• **RECORD SET**

//! Packet dump and offline replay
//!
//! A [`PacketTap`] copies every packet this side encodes (local) and every
//! packet it receives (remote) into a dump file, written by a background
//! thread. [`Replay`] decodes a dump afterwards into raw PCM and gnuplot
//! tables of packet sizes, one set per direction.

use chrono::{DateTime, Utc};
use crossbeam_channel::{bounded, Receiver, RecvTimeoutError, Sender};
use serde::{Deserialize, Serialize};
use std::fs::File;
use std::io::{BufReader, BufWriter, Read, Write};
use std::path::{Path, PathBuf};
use std::sync::atomic::{AtomicBool, AtomicU64, Ordering};
use std::sync::Arc;
use std::thread::{self, JoinHandle};
use std::time::Duration;
use tracing::{debug, info, warn};

use crate::codec::{FrameDecoder, OpusDecoder};
use crate::error::{CodecError, DumpError, Result};
use crate::protocol::{HeaderFormat, PacketHeader};

/// Records queued for the writer thread before new ones are dropped
const DUMP_CHANNEL_CAPACITY: usize = 1024;

/// How often the writer thread checks for `finish`
const WRITER_POLL_INTERVAL: Duration = Duration::from_millis(50);

/// Which side produced a dumped packet
#[derive(Debug, Clone, Copy, PartialEq, Eq, Serialize, Deserialize)]
pub enum Direction {
    /// Encoded here, about to be sent
    Local,
    /// Received from the peer, before decode
    Remote,
}

impl Direction {
    fn file_prefix(self) -> &'static str {
        match self {
            Direction::Local => "local",
            Direction::Remote => "remote",
        }
    }
}

/// One packet in a dump file
#[derive(Debug, Clone, PartialEq, Serialize, Deserialize)]
pub struct DumpRecord {
    pub direction: Direction,
    pub stamp: DateTime<Utc>,
    /// Datagram bytes, header included
    pub packet: Vec<u8>,
}

/// Cheap cloneable handle feeding a [`DumpWriter`].
///
/// Recording never blocks: when the writer falls behind, records are dropped
/// and counted.
#[derive(Clone)]
pub struct PacketTap {
    records: Sender<DumpRecord>,
    dropped: Arc<AtomicU64>,
}

impl PacketTap {
    pub fn record(&self, direction: Direction, packet: &[u8]) {
        let record = DumpRecord {
            direction,
            stamp: Utc::now(),
            packet: packet.to_vec(),
        };
        if self.records.try_send(record).is_err() {
            self.dropped.fetch_add(1, Ordering::Relaxed);
        }
    }

    /// Records lost because the writer was full or gone
    pub fn dropped(&self) -> u64 {
        self.dropped.load(Ordering::Relaxed)
    }
}

/// Background thread appending records to a dump file
pub struct DumpWriter {
    tap: PacketTap,
    stop: Arc<AtomicBool>,
    thread_handle: Option<JoinHandle<Result<u64>>>,
    path: PathBuf,
}

impl DumpWriter {
    /// Create (or truncate) `path` and start the writer thread
    pub fn create(path: &Path) -> Result<Self> {
        let file = File::create(path)?;
        let (records_tx, records_rx) = bounded::<DumpRecord>(DUMP_CHANNEL_CAPACITY);
        let stop = Arc::new(AtomicBool::new(false));

        let thread_stop = stop.clone();
        let thread_handle = thread::Builder::new()
            .name("packet-dump".to_string())
            .spawn(move || write_loop(BufWriter::new(file), records_rx, thread_stop))?;

        info!("Dumping packets to {}", path.display());

        Ok(Self {
            tap: PacketTap {
                records: records_tx,
                dropped: Arc::new(AtomicU64::new(0)),
            },
            stop,
            thread_handle: Some(thread_handle),
            path: path.to_path_buf(),
        })
    }

    pub fn tap(&self) -> PacketTap {
        self.tap.clone()
    }

    pub fn path(&self) -> &Path {
        &self.path
    }

    /// Write out everything recorded so far and stop. Returns the record count.
    pub fn finish(mut self) -> Result<u64> {
        self.stop_thread()
    }

    fn stop_thread(&mut self) -> Result<u64> {
        self.stop.store(true, Ordering::SeqCst);
        match self.thread_handle.take() {
            Some(handle) => handle
                .join()
                .map_err(|_| DumpError::WriterPanicked)?,
            None => Ok(0),
        }
    }
}

impl Drop for DumpWriter {
    fn drop(&mut self) {
        if let Err(e) = self.stop_thread() {
            warn!("Packet dump incomplete: {}", e);
        }
    }
}

fn write_loop(mut out: BufWriter<File>, records: Receiver<DumpRecord>, stop: Arc<AtomicBool>) -> Result<u64> {
    let mut written = 0u64;

    loop {
        match records.recv_timeout(WRITER_POLL_INTERVAL) {
            Ok(record) => {
                write_record(&mut out, &record)?;
                written += 1;
            }
            Err(RecvTimeoutError::Timeout) => {
                if stop.load(Ordering::SeqCst) {
                    break;
                }
            }
            Err(RecvTimeoutError::Disconnected) => break,
        }
    }

    // Whatever was queued before the stop request
    while let Ok(record) = records.try_recv() {
        write_record(&mut out, &record)?;
        written += 1;
    }

    out.flush()?;
    debug!("Packet dump closed after {} records", written);
    Ok(written)
}

fn write_record(out: &mut impl Write, record: &DumpRecord) -> Result<()> {
    bincode::serialize_into(out, record)
        .map_err(|e| DumpError::Encode(e.to_string()).into())
}

/// Iterator over the records of a dump file
pub struct DumpReader<R: Read> {
    input: R,
    done: bool,
}

/// Open a dump file for reading
pub fn read_dump(path: &Path) -> Result<DumpReader<BufReader<File>>> {
    Ok(DumpReader::new(BufReader::new(File::open(path)?)))
}

impl<R: Read> DumpReader<R> {
    pub fn new(input: R) -> Self {
        Self { input, done: false }
    }
}

impl<R: Read> Iterator for DumpReader<R> {
    type Item = Result<DumpRecord>;

    fn next(&mut self) -> Option<Self::Item> {
        if self.done {
            return None;
        }

        match bincode::deserialize_from(&mut self.input) {
            Ok(record) => Some(Ok(record)),
            Err(e) => {
                self.done = true;
                match *e {
                    bincode::ErrorKind::Io(ref io) if io.kind() == std::io::ErrorKind::UnexpectedEof => None,
                    _ => Some(Err(DumpError::Corrupt(e.to_string()).into())),
                }
            }
        }
    }
}

/// Gnuplot table of packet sizes
struct PlotFile {
    out: BufWriter<File>,
}

impl PlotFile {
    fn create(path: &Path) -> Result<Self> {
        let mut out = BufWriter::new(File::create(path)?);
        write!(out, "# gnuplot data for packet dump tracing\r\n")?;
        write!(out, "# seq\tpacket_size\tdecoded size\r\n")?;
        Ok(Self { out })
    }

    fn row(&mut self, seq: i64, packet_size: usize, decoded_size: usize) -> Result<()> {
        write!(self.out, "{}\t{}\t{}\r\n", seq, packet_size, decoded_size)?;
        Ok(())
    }

    fn finish(mut self) -> Result<()> {
        // gnuplot end-of-data marker
        write!(self.out, "\r\n\r\n")?;
        self.out.flush()?;
        Ok(())
    }
}

/// Decoder, PCM file and plot for one direction
struct Track<D> {
    decoder: D,
    pcm: BufWriter<File>,
    plot: PlotFile,
    decoded: Vec<f32>,
    packets: u64,
}

impl<D: FrameDecoder> Track<D> {
    fn create(dir: &Path, direction: Direction, decoder: D) -> Result<Self> {
        let prefix = direction.file_prefix();
        let frame = decoder.frame_size();
        Ok(Self {
            decoder,
            pcm: BufWriter::new(File::create(dir.join(format!("{}_voice.f32", prefix)))?),
            plot: PlotFile::create(&dir.join(format!("{}_packetsizes.plot", prefix)))?,
            decoded: vec![0.0; frame],
            packets: 0,
        })
    }

    fn finish(mut self) -> Result<u64> {
        self.pcm.flush()?;
        self.plot.finish()?;
        Ok(self.packets)
    }
}

/// Counters from a finished replay
#[derive(Debug, Clone, Default, PartialEq, Eq)]
pub struct ReplaySummary {
    pub local_packets: u64,
    pub remote_packets: u64,
    /// Records that could not be split or decoded
    pub skipped: u64,
}

/// Decodes a dump into per-direction PCM and plot files
pub struct Replay<D: FrameDecoder = OpusDecoder> {
    header: HeaderFormat,
    local: Track<D>,
    remote: Track<D>,
    skipped: u64,
}

impl Replay<OpusDecoder> {
    /// Replay 48 kHz mono voice into `dir`
    pub fn opus(dir: &Path, header: HeaderFormat, sample_rate: u32) -> Result<Self> {
        Self::new(
            dir,
            header,
            OpusDecoder::voice(sample_rate)?,
            OpusDecoder::voice(sample_rate)?,
        )
    }
}

impl<D: FrameDecoder> Replay<D> {
    /// Each direction gets its own decoder, their states must not mix
    pub fn new(dir: &Path, header: HeaderFormat, local: D, remote: D) -> Result<Self> {
        std::fs::create_dir_all(dir)?;
        Ok(Self {
            header,
            local: Track::create(dir, Direction::Local, local)?,
            remote: Track::create(dir, Direction::Remote, remote)?,
            skipped: 0,
        })
    }

    /// Decode one record; undecodable records are logged and skipped
    pub fn feed(&mut self, record: &DumpRecord) -> Result<()> {
        let header_format = self.header;
        let track = match record.direction {
            Direction::Local => &mut self.local,
            Direction::Remote => &mut self.remote,
        };

        let (header, payload) = match header_format.split(&record.packet) {
            Ok(parts) => parts,
            Err(e) => {
                warn!("Skipping {:?} record: {}", record.direction, e);
                self.skipped += 1;
                return Ok(());
            }
        };

        let seq = match header {
            PacketHeader::Sequence(seq) => seq as i64,
            PacketHeader::Timestamp(ms) => ms,
            PacketHeader::None => track.packets as i64,
        };

        let decoded = match track.decoder.decode(Some(payload), &mut track.decoded) {
            Ok(samples) => samples,
            Err(CodecError::ShortDecode { expected, actual }) => {
                warn!("Short decode, decoded {} samples, required {}", actual, expected);
                actual.min(expected)
            }
            Err(e) => {
                warn!("Skipping undecodable {:?} record: {}", record.direction, e);
                self.skipped += 1;
                return Ok(());
            }
        };

        for sample in &track.decoded[..decoded] {
            track.pcm.write_all(&sample.to_le_bytes())?;
        }
        track.plot.row(seq, record.packet.len(), decoded * std::mem::size_of::<f32>())?;
        track.packets += 1;
        Ok(())
    }

    /// Run every record from `records` through the replay
    pub fn run<I>(mut self, records: I) -> Result<ReplaySummary>
    where
        I: IntoIterator<Item = Result<DumpRecord>>,
    {
        for record in records {
            self.feed(&record?)?;
        }
        self.finish()
    }

    pub fn finish(self) -> Result<ReplaySummary> {
        Ok(ReplaySummary {
            local_packets: self.local.finish()?,
            remote_packets: self.remote.finish()?,
            skipped: self.skipped,
        })
    }
}

#[cfg(test)]
mod tests {
    use super::*;
    use crate::error::Error;

    fn scratch_dir(name: &str) -> PathBuf {
        let dir = std::env::temp_dir().join(format!("voicebridge-{}-{}", name, std::process::id()));
        std::fs::create_dir_all(&dir).unwrap();
        dir
    }

    /// Writes the first payload byte into every sample
    struct ByteDecoder;

    impl FrameDecoder for ByteDecoder {
        fn frame_size(&self) -> usize {
            4
        }

        fn decode(&mut self, payload: Option<&[u8]>, out: &mut [f32]) -> std::result::Result<usize, CodecError> {
            match payload {
                Some([]) => Err(CodecError::DecodingFailed("empty".into())),
                Some(p) => {
                    out.fill(p[0] as f32);
                    Ok(out.len())
                }
                None => {
                    out.fill(0.0);
                    Ok(out.len())
                }
            }
        }
    }

    #[test]
    fn test_writer_and_reader() {
        let dir = scratch_dir("dump");
        let path = dir.join("dump.bin");

        let writer = DumpWriter::create(&path).unwrap();
        let tap = writer.tap();
        tap.record(Direction::Local, &[1, 2, 3]);
        tap.record(Direction::Remote, &[4]);
        assert_eq!(writer.finish().unwrap(), 2);

        let records: Vec<DumpRecord> = read_dump(&path).unwrap().map(|r| r.unwrap()).collect();
        assert_eq!(records.len(), 2);
        assert_eq!(records[0].direction, Direction::Local);
        assert_eq!(records[0].packet, vec![1, 2, 3]);
        assert_eq!(records[1].direction, Direction::Remote);
        assert!(records[0].stamp <= records[1].stamp);

        std::fs::remove_dir_all(dir).unwrap();
    }

    #[test]
    fn test_replay_splits_directions() {
        let dir = scratch_dir("replay");
        let records = vec![
            DumpRecord { direction: Direction::Local, stamp: Utc::now(), packet: vec![0, 0, 0, 7, 2] },
            DumpRecord { direction: Direction::Remote, stamp: Utc::now(), packet: vec![0, 0, 0, 1, 3] },
            DumpRecord { direction: Direction::Remote, stamp: Utc::now(), packet: vec![0, 0] },
            DumpRecord { direction: Direction::Local, stamp: Utc::now(), packet: vec![0, 0, 0, 8] },
        ];

        let replay = Replay::new(&dir, HeaderFormat::Sequence, ByteDecoder, ByteDecoder).unwrap();
        let summary = replay.run(records.into_iter().map(Ok)).unwrap();
        assert_eq!(
            summary,
            ReplaySummary { local_packets: 1, remote_packets: 1, skipped: 2 }
        );

        let local = std::fs::read(dir.join("local_voice.f32")).unwrap();
        assert_eq!(local.len(), 4 * 4);
        assert_eq!(&local[..4], &2.0f32.to_le_bytes());

        let plot = std::fs::read_to_string(dir.join("remote_packetsizes.plot")).unwrap();
        assert!(plot.starts_with("# gnuplot data for packet dump tracing\r\n# seq\tpacket_size\tdecoded size\r\n"));
        assert!(plot.contains("1\t5\t16\r\n"));
        assert!(plot.ends_with("\r\n\r\n"));

        std::fs::remove_dir_all(dir).unwrap();
    }

    #[test]
    fn test_truncated_dump_reports_error() {
        let dir = scratch_dir("truncated");
        let path = dir.join("dump.bin");
        let record = DumpRecord { direction: Direction::Local, stamp: Utc::now(), packet: vec![9; 16] };
        let mut bytes = bincode::serialize(&record).unwrap();
        bytes.truncate(bytes.len() - 3);
        std::fs::write(&path, bytes).unwrap();

        let results: Vec<_> = read_dump(&path).unwrap().collect();
        assert!(results.is_empty() || results[0].is_err());

        std::fs::remove_dir_all(dir).unwrap();
    }

    #[test]
    fn test_corrupt_record_is_a_dump_fault() {
        let dir = scratch_dir("corrupt");
        let path = dir.join("dump.bin");
        // Direction tag 9 names no variant
        let mut bytes = vec![9, 0, 0, 0];
        bytes.extend_from_slice(&[0; 32]);
        std::fs::write(&path, bytes).unwrap();

        let mut reader = read_dump(&path).unwrap();
        let err = reader.next().unwrap().unwrap_err();
        assert!(matches!(err, Error::Dump(DumpError::Corrupt(_))));
        assert_eq!(err.fault_kind(), crate::error::FaultKind::Dump);
        assert!(reader.next().is_none());

        std::fs::remove_dir_all(dir).unwrap();
    }
}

• **EXERCISE**
Repeat word for word every line from the start of the entries to the line holding "#[derive(Debug, Clone, PartialEq, Serialize, Deserialize)]", inclusive, and nothing else.

• **TASK ANSWER**
//! Packet dump and offline replay
//!
//! A [`PacketTap`] copies every packet this side encodes (local) and every
//! packet it receives (remote) into a dump file, written by a background
//! thread. [`Replay`] decodes a dump afterwards into raw PCM and gnuplot
//! tables of packet sizes, one set per direction.

use chrono::{DateTime, Utc};
use crossbeam_channel::{bounded, Receiver, RecvTimeoutError, Sender};
use serde::{Deserialize, Serialize};
use std::fs::File;
use std::io::{BufReader, BufWriter, Read, Write};
use std::path::{Path, PathBuf};
use std::sync::atomic::{AtomicBool, AtomicU64, Ordering};
use std::sync::Arc;
use std::thread::{self, JoinHandle};
use std::time::Duration;
use tracing::{debug, info, warn};

use crate::codec::{FrameDecoder, OpusDecoder};
use crate::error::{CodecError, DumpError, Result};
use crate::protocol::{HeaderFormat, PacketHeader};

/// Records queued for the writer thread before new ones are dropped
const DUMP_CHANNEL_CAPACITY: usize = 1024;

/// How often the writer thread checks for `finish`
const WRITER_POLL_INTERVAL: Duration = Duration::from_millis(50);

/// Which side produced a dumped packet
#[derive(Debug, Clone, Copy, PartialEq, Eq, Serialize, Deserialize)]
pub enum Direction {
    /// Encoded here, about to be sent
    Local,
    /// Received from the peer, before decode
    Remote,
}

impl Direction {
    fn file_prefix(self) -> &'static str {
        match self {
            Direction::Local => "local",
            Direction::Remote => "remote",
        }
    }
}

/// One packet in a dump file
#[derive(Debug, Clone, PartialEq, Serialize, Deserialize)]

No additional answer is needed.